TASK »
Word for word, restate the lines of the data from the first through the one containing "use std::collections::VecDeque;", and nothing else.

RECORDS FOR THIS EXERCISE »
----------

//! Shared test fixture: an in-memory ISO 9660 image builder.
//!
//! Writes a descriptor set at sector 16, little- and big-endian path
//! tables, and sector-aligned directory extents with real both-endian
//! fields, so the images exercise the same structures a released
//! software image would.

#![allow(dead_code)]

use std::collections::VecDeque;
use std::io::Write;

use tempfile::NamedTempFile;

pub const SECTOR: usize = 2048;

/// Sector of the Primary Volume Descriptor.
pub const PVD_SECTOR: usize = 16;
/// Sector of the set terminator.
pub const TERMINATOR_SECTOR: usize = 18;
/// Sector of the little-endian path table.
pub const L_TABLE_SECTOR: usize = 19;

const M_TABLE_SECTOR: usize = 20;
const FIRST_EXTENT: u32 = 21;
const DIRECTORY_FLAG: u8 = 0x02;

/// Metadata document placed in the reference tree.
pub const METADATA_XML: &str = r#"<?xml version="1.0" encoding="UTF-8"?>
<metadata>
    <productName>EDGE-OS</productName>
    <version>13.1.0</version>
    <buildNumber>0.0.4</buildNumber>
</metadata>
"#;

/// One node of the tree to bake into an image.
pub enum Node {
    File { name: String, content: Vec<u8> },
    Dir { name: String, children: Vec<Node> },
}

impl Node {
    pub fn file(name: &str, content: &[u8]) -> Node {
        Node::File {
            name: name.to_string(),
            content: content.to_vec(),
        }
    }

    pub fn dir(name: &str, children: Vec<Node>) -> Node {
        Node::Dir {
            name: name.to_string(),
            children,
        }
    }
}

#[derive(Default)]
pub struct BuildOptions {
    /// Directory names to leave out of both path tables. Their subtrees
    /// are left out too, so lookups must walk the directory tree.
    pub omit_from_path_table: Vec<String>,
}

/// The tree most tests use: metadata at the root, an empty file, and a
/// nested configuration directory.
pub fn reference_tree() -> Vec<Node> {
    vec![
        Node::file("METADATA.XML", METADATA_XML.as_bytes()),
        Node::file("EMPTY.TXT", b""),
        Node::dir(
            "CONFIG",
            vec![
                Node::file("HOTFIX.TXT", b"hotfix inventory\n"),
                Node::dir("DEEP", vec![Node::file("NOTES.TXT", b"deep notes\n")]),
            ],
        ),
    ]
}

pub fn build_image(children: Vec<Node>) -> Vec<u8> {
    build_image_with(children, BuildOptions::default())
}

pub fn build_image_with(children: Vec<Node>, options: BuildOptions) -> Vec<u8> {
    let mut dirs = flatten(children);

    let extent_lens: Vec<usize> = (0..dirs.len())
        .map(|index| packed_size(&record_sizes(&dirs[index], &dirs)))
        .collect();

    // Directory extents first, in level order, then file extents.
    let mut next_extent = FIRST_EXTENT;
    let mut dir_extents = vec![0u32; dirs.len()];
    for (index, length) in extent_lens.iter().enumerate() {
        dir_extents[index] = next_extent;
        next_extent += (length / SECTOR) as u32;
    }
    for dir in dirs.iter_mut() {
        for child in dir.children.iter_mut() {
            if let FlatChild::File { content, extent, .. } = child {
                *extent = next_extent;
                next_extent += content.len().div_ceil(SECTOR) as u32;
            }
        }
    }
    let total_sectors = next_extent;

    // Path tables. Omitted directories drop out of the numbering, so
    // positions are re-derived from the surviving entries.
    let mut omitted = vec![false; dirs.len()];
    for index in 1..dirs.len() {
        let dir = &dirs[index];
        omitted[index] = omitted[dir.parent]
            || options.omit_from_path_table.iter().any(|name| *name == dir.name);
    }
    let mut positions = vec![0usize; dirs.len()];
    let mut table_order = Vec::new();
    for index in 0..dirs.len() {
        if !omitted[index] {
            table_order.push(index);
            positions[index] = table_order.len();
        }
    }

    let mut l_table = Vec::new();
    let mut m_table = Vec::new();
    for &index in &table_order {
        let dir = &dirs[index];
        let name: &[u8] = if index == 0 { &[0] } else { dir.name.as_bytes() };
        let parent = positions[dir.parent] as u16;
        push_table_entry(&mut l_table, name, parent, dir_extents[index], false);
        push_table_entry(&mut m_table, name, parent, dir_extents[index], true);
    }
    assert!(l_table.len() <= SECTOR, "path table spills past its sector");

    let mut image = vec![0u8; total_sectors as usize * SECTOR];

    let mut root_record = Vec::new();
    push_record(
        &mut root_record,
        &[0x00],
        dir_extents[0],
        extent_lens[0] as u32,
        DIRECTORY_FLAG,
    );
    let pvd = build_pvd(total_sectors, l_table.len() as u32, &root_record);
    write_sector(&mut image, PVD_SECTOR, &pvd);

    let mut supplementary = vec![0u8; SECTOR];
    supplementary[0] = 2;
    supplementary[1..6].copy_from_slice(b"CD001");
    supplementary[6] = 1;
    write_sector(&mut image, 17, &supplementary);

    let mut terminator = vec![0u8; SECTOR];
    terminator[0] = 255;
    terminator[1..6].copy_from_slice(b"CD001");
    terminator[6] = 1;
    write_sector(&mut image, TERMINATOR_SECTOR, &terminator);

    write_sector(&mut image, L_TABLE_SECTOR, &l_table);
    write_sector(&mut image, M_TABLE_SECTOR, &m_table);

    for index in 0..dirs.len() {
        let extent = build_directory_extent(index, &dirs, &dir_extents, &extent_lens);
        write_at(&mut image, dir_extents[index], &extent);
    }
    for dir in &dirs {
        for child in &dir.children {
            if let FlatChild::File { content, extent, .. } = child {
                write_at(&mut image, *extent, content);
            }
        }
    }

    image
}

/// Persist image bytes for the reader, which works from a file path.
pub fn write_temp(bytes: &[u8]) -> NamedTempFile {
    let mut file = NamedTempFile::new().unwrap();
    file.write_all(bytes).unwrap();
    file.flush().unwrap();
    file
}

/// Overwrite a both-endian u32 field: little half at `offset`, big half
/// right after it.
pub fn patch_u32_both(bytes: &mut [u8], offset: usize, value: u32) {
    bytes[offset..offset + 4].copy_from_slice(&value.to_le_bytes());
    bytes[offset + 4..offset + 8].copy_from_slice(&value.to_be_bytes());
}

struct FlatDir {
    name: String,
    parent: usize,
    children: Vec<FlatChild>,
}

enum FlatChild {
    File {
        name: String,
        content: Vec<u8>,
        extent: u32,
    },
    Dir(usize),
}

fn flatten(root_children: Vec<Node>) -> Vec<FlatDir> {
    let mut dirs = vec![FlatDir {
        name: String::new(),
        parent: 0,
        children: Vec::new(),
    }];
    let mut queue = VecDeque::from([(0usize, root_children)]);
    while let Some((index, children)) = queue.pop_front() {
        for child in children {
            match child {
                Node::File { name, content } => dirs[index].children.push(FlatChild::File {
                    name,
                    content,
                    extent: 0,
                }),
                Node::Dir { name, children } => {
                    let child_index = dirs.len();
                    dirs.push(FlatDir {
                        name,
                        parent: index,
                        children: Vec::new(),
                    });
                    dirs[index].children.push(FlatChild::Dir(child_index));
                    queue.push_back((child_index, children));
                }
            }
        }
    }
    dirs
}

fn record_size(identifier_len: usize) -> usize {
    33 + identifier_len + if identifier_len % 2 == 0 { 1 } else { 0 }
}

fn record_sizes(dir: &FlatDir, dirs: &[FlatDir]) -> Vec<usize> {
    let mut sizes = vec![record_size(1), record_size(1)];
    for child in &dir.children {
        let identifier_len = match child {
            FlatChild::File { name, .. } => name.len() + 2,
            FlatChild::Dir(index) => dirs[*index].name.len(),
        };
        sizes.push(record_size(identifier_len));
    }
    sizes
}

/// Simulate sector packing: a record that does not fit in the current
/// sector starts the next one. The extent is whole sectors.
fn packed_size(sizes: &[usize]) -> usize {
    let mut length = 0usize;
    for &size in sizes {
        let remaining = SECTOR - length % SECTOR;
        if size > remaining {
            length += remaining;
        }
        length += size;
    }
    length.div_ceil(SECTOR) * SECTOR
}

fn push_u16_both(bytes: &mut Vec<u8>, value: u16) {
    bytes.extend_from_slice(&value.to_le_bytes());
    bytes.extend_from_slice(&value.to_be_bytes());
}

fn push_u32_both(bytes: &mut Vec<u8>, value: u32) {
    bytes.extend_from_slice(&value.to_le_bytes());
    bytes.extend_from_slice(&value.to_be_bytes());
}

/// Append one directory record. Recording time is 2020-08-15 12:30:45
/// at zero offset from GMT.
fn push_record(bytes: &mut Vec<u8>, identifier: &[u8], extent: u32, length: u32, flags: u8) {
    let start = bytes.len();
    bytes.push(record_size(identifier.len()) as u8);
    bytes.push(0);
    push_u32_both(bytes, extent);
    push_u32_both(bytes, length);
    bytes.extend_from_slice(&[120, 8, 15, 12, 30, 45, 0]);
    bytes.push(flags);
    bytes.push(0);
    bytes.push(0);
    push_u16_both(bytes, 1);
    bytes.push(identifier.len() as u8);
    bytes.extend_from_slice(identifier);
    if identifier.len() % 2 == 0 {
        bytes.push(0);
    }
    assert_eq!(bytes.len() - start, record_size(identifier.len()));
}

fn push_packed_record(bytes: &mut Vec<u8>, identifier: &[u8], extent: u32, length: u32, flags: u8) {
    let remaining = SECTOR - bytes.len() % SECTOR;
    if record_size(identifier.len()) > remaining {
        bytes.resize(bytes.len() + remaining, 0);
    }
    push_record(bytes, identifier, extent, length, flags);
}

fn push_table_entry(bytes: &mut Vec<u8>, name: &[u8], parent: u16, extent: u32, big_endian: bool) {
    bytes.push(name.len() as u8);
    bytes.push(0);
    if big_endian {
        bytes.extend_from_slice(&extent.to_be_bytes());
        bytes.extend_from_slice(&parent.to_be_bytes());
    } else {
        bytes.extend_from_slice(&extent.to_le_bytes());
        bytes.extend_from_slice(&parent.to_le_bytes());
    }
    bytes.extend_from_slice(name);
    if name.len() % 2 == 1 {
        bytes.push(0);
    }
}

fn build_directory_extent(
    self_index: usize,
    dirs: &[FlatDir],
    dir_extents: &[u32],
    extent_lens: &[usize],
) -> Vec<u8> {
    let dir = &dirs[self_index];
    let mut bytes = Vec::new();
    push_packed_record(
        &mut bytes,
        &[0x00],
        dir_extents[self_index],
        extent_lens[self_index] as u32,
        DIRECTORY_FLAG,
    );
    push_packed_record(
        &mut bytes,
        &[0x01],
        dir_extents[dir.parent],
        extent_lens[dir.parent] as u32,
        DIRECTORY_FLAG,
    );
    for child in &dir.children {
        match child {
            FlatChild::Dir(index) => push_packed_record(
                &mut bytes,
                dirs[*index].name.as_bytes(),
                dir_extents[*index],
                extent_lens[*index] as u32,
                DIRECTORY_FLAG,
            ),
            FlatChild::File {
                name,
                content,
                extent,
            } => {
                let identifier = format!("{};1", name);
                push_packed_record(
                    &mut bytes,
                    identifier.as_bytes(),
                    *extent,
                    content.len() as u32,
                    0,
                );
            }
        }
    }
    let padding = (SECTOR - bytes.len() % SECTOR) % SECTOR;
    bytes.resize(bytes.len() + padding, 0);
    assert_eq!(bytes.len(), extent_lens[self_index]);
    bytes
}

fn build_pvd(total_sectors: u32, table_size: u32, root_record: &[u8]) -> Vec<u8> {
    let mut pvd = vec![0u8; SECTOR];
    pvd[0] = 1;
    pvd[1..6].copy_from_slice(b"CD001");
    pvd[6] = 1;
    write_str(&mut pvd[8..40], "LINUX");
    write_str(&mut pvd[40..72], "SOFTWARE_IMAGE");
    patch_u32_both(&mut pvd, 80, total_sectors);
    patch_u16_both(&mut pvd, 120, 1);
    patch_u16_both(&mut pvd, 124, 1);
    patch_u16_both(&mut pvd, 128, SECTOR as u16);
    patch_u32_both(&mut pvd, 132, table_size);
    pvd[140..144].copy_from_slice(&(L_TABLE_SECTOR as u32).to_le_bytes());
    pvd[148..152].copy_from_slice(&(M_TABLE_SECTOR as u32).to_be_bytes());
    pvd[156..156 + root_record.len()].copy_from_slice(root_record);
    write_str(&mut pvd[190..318], "SOFTWARE_SET");
    write_str(&mut pvd[318..446], "EXAMPLE NETWORKS");
    write_str(&mut pvd[446..574], "BUILD FACTORY");
    write_str(&mut pvd[574..702], "IMAGE BUILDER");
    write_str(&mut pvd[702..740], "");
    write_str(&mut pvd[740..776], "");
    write_str(&mut pvd[776..813], "");
    for slot in 0..4 {
        let start = 813 + slot * 17;
        pvd[start..start + 16].copy_from_slice(b"2020081512304500");
    }
    pvd[881] = 1;
    pvd
}

fn patch_u16_both(bytes: &mut [u8], offset: usize, value: u16) {
    bytes[offset..offset + 2].copy_from_slice(&value.to_le_bytes());
    bytes[offset + 2..offset + 4].copy_from_slice(&value.to_be_bytes());
}

fn write_str(target: &mut [u8], value: &str) {
    for byte in target.iter_mut() {
        *byte = b' ';
    }
    target[..value.len()].copy_from_slice(value.as_bytes());
}

fn write_sector(image: &mut [u8], sector: usize, bytes: &[u8]) {
    assert!(bytes.len() <= SECTOR);
    let start = sector * SECTOR;
    image[start..start + bytes.len()].copy_from_slice(bytes);
}

fn write_at(image: &mut [u8], extent: u32, bytes: &[u8]) {
    let start = extent as usize * SECTOR;
    image[start..start + bytes.len()].copy_from_slice(bytes);
}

----------

EXERCISE RESULT »
//! Shared test fixture: an in-memory ISO 9660 image builder.
//!
//! Writes a descriptor set at sector 16, little- and big-endian path
//! tables, and sector-aligned directory extents with real both-endian
//! fields, so the images exercise the same structures a released
//! software image would.

#![allow(dead_code)]

use std::collections::VecDeque;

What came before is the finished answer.